Structural and functional studies of tropomyosin isoforms Tpm4.1 and Tpm2.1

Abstract

Tropomyosin (Tpm) is one of the most important partners of the actin filament, largely determining its properties. In animal organisms, there are different isoforms of Tpm, which are believed to be involved in the regulation of various cellular functions. However, the molecular mechanisms of regulation of the functions of actin filaments by various cytoplasmic isoforms of Tpm are still poorly understood. In our work, we used various methods to study the properties of Tpm2.1 and Tpm4.1 isoforms and compared them both with each other and with the properties of Tpm isoforms that had already been subjected to more detailed study earlier.
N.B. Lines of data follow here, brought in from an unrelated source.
use crate::task::{Task, TaskPayload, TaskState, TaskStoreError};
use crate::web::api::ErrorResponse;
use axum::{
    Json, Router,
    extract::{Path, State},
    http::StatusCode,
    response::{IntoResponse, Response},
    routing::get,
};

/// Error type for task handler operations.
#[derive(Debug, thiserror::Error)]
pub enum TaskApiError {
    /// The requested task does not exist.
    #[error("Task with ID {0} not found")]
    NotFound(i64),
    /// The store failed while serving the request.
    #[error("Task store error")]
    Store(#[from] TaskStoreError),
}

impl IntoResponse for TaskApiError {
    fn into_response(self) -> Response {
        match self {
            TaskApiError::NotFound(_) => StatusCode::NOT_FOUND.into_response(),
            TaskApiError::Store(err) => {
                tracing::error!("Task store failure: {}", err);
                (
                    StatusCode::INTERNAL_SERVER_ERROR,
                    Json(ErrorResponse::new(
                        "INTERNAL_ERROR",
                        "An unexpected error occurred while processing your request",
                    )),
                )
                    .into_response()
            }
        }
    }
}

/// Handler for GET /api/tasks - Returns every task.
#[tracing::instrument(skip(state))]
#[utoipa::path(
    get,
    path = "/api/tasks",
    responses(
        (status = 200, description = "Successfully retrieved tasks", body = [Task]),
        (status = 500, description = "Internal server error", body = ErrorResponse)
    ),
    tag = "Tasks"
)]
pub async fn list_tasks_handler(
    State(state): State<TaskState>,
) -> Result<Json<Vec<Task>>, TaskApiError> {
    let tasks = state.store.list().await?;
    Ok(Json(tasks))
}

/// Handler for POST /api/tasks - Creates a task with a fresh ID.
#[tracing::instrument(skip(state))]
#[utoipa::path(
    post,
    path = "/api/tasks",
    request_body = TaskPayload,
    responses(
        (status = 201, description = "Task created", body = Task),
        (status = 500, description = "Internal server error", body = ErrorResponse)
    ),
    tag = "Tasks"
)]
pub async fn create_task_handler(
    State(state): State<TaskState>,
    Json(payload): Json<TaskPayload>,
) -> Result<(StatusCode, Json<Task>), TaskApiError> {
    let task = state.store.create(payload).await?;
    tracing::info!("Created task with ID {}", task.id);
    Ok((StatusCode::CREATED, Json(task)))
}

/// Handler for GET /api/tasks/{id} - Returns a single task.
#[tracing::instrument(skip(state))]
#[utoipa::path(
    get,
    path = "/api/tasks/{id}",
    params(
        ("id" = i64, Path, description = "ID of the task")
    ),
    responses(
        (status = 200, description = "Task found", body = Task),
        (status = 404, description = "Task not found"),
        (status = 500, description = "Internal server error", body = ErrorResponse)
    ),
    tag = "Tasks"
)]
pub async fn get_task_handler(
    State(state): State<TaskState>,
    Path(id): Path<i64>,
) -> Result<Json<Task>, TaskApiError> {
    let task = state
        .store
        .get(id)
        .await?
        .ok_or(TaskApiError::NotFound(id))?;
    Ok(Json(task))
}

/// Handler for PUT /api/tasks/{id} - Replaces title, description and completed.
#[tracing::instrument(skip(state))]
#[utoipa::path(
    put,
    path = "/api/tasks/{id}",
    params(
        ("id" = i64, Path, description = "ID of the task")
    ),
    request_body = TaskPayload,
    responses(
        (status = 200, description = "Task updated", body = Task),
        (status = 404, description = "Task not found"),
        (status = 500, description = "Internal server error", body = ErrorResponse)
    ),
    tag = "Tasks"
)]
pub async fn update_task_handler(
    State(state): State<TaskState>,
    Path(id): Path<i64>,
    Json(payload): Json<TaskPayload>,
) -> Result<Json<Task>, TaskApiError> {
    let task = state
        .store
        .update(id, payload)
        .await?
        .ok_or(TaskApiError::NotFound(id))?;
    Ok(Json(task))
}

/// Handler for DELETE /api/tasks/{id}.
#[tracing::instrument(skip(state))]
#[utoipa::path(
    delete,
    path = "/api/tasks/{id}",
    params(
        ("id" = i64, Path, description = "ID of the task")
    ),
    responses(
        (status = 204, description = "Task deleted"),
        (status = 404, description = "Task not found"),
        (status = 500, description = "Internal server error", body = ErrorResponse)
    ),
    tag = "Tasks"
)]
pub async fn delete_task_handler(
    State(state): State<TaskState>,
    Path(id): Path<i64>,
) -> Result<StatusCode, TaskApiError> {
    if state.store.delete(id).await? {
        tracing::info!("Deleted task with ID {}", id);
        Ok(StatusCode::NO_CONTENT)
    } else {
        Err(TaskApiError::NotFound(id))
    }
}

/// Creates and returns the tasks router.
pub fn create_task_router(state: TaskState) -> Router {
    Router::new()
        .route(
            "/api/tasks",
            get(list_tasks_handler).post(create_task_handler),
        )
        .route(
            "/api/tasks/{id}",
            get(get_task_handler)
                .put(update_task_handler)
                .delete(delete_task_handler),
        )
        .with_state(state)
}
The isoforms Tpm2.1 and Tpm4.1 almost did not differ from each other in their affinity for F-actin, in the thermal stability of their molecules and in their resistance to limited proteolysis by trypsin, but they differed markedly in viscosity of their solutions and in the thermal stability of their complexes with F-actin. The main difference of Tpm2.1 and Tpm4.1 from other previously studied Tpm isoforms (such, for example, as Tpm1.6 and Tpm1.7) is their extremely low thermal stability measured by CD and DSC methods. The possible causes of this instability are considered in detail when comparing the amino acid sequences of Tpm4.1 and Tpm2.1 with the sequences of isoforms Tpm1.6 and Tpm1.7, which did not differ from Tpm4.1 and Tpm2.1, respectively, by the exon structure of their genes.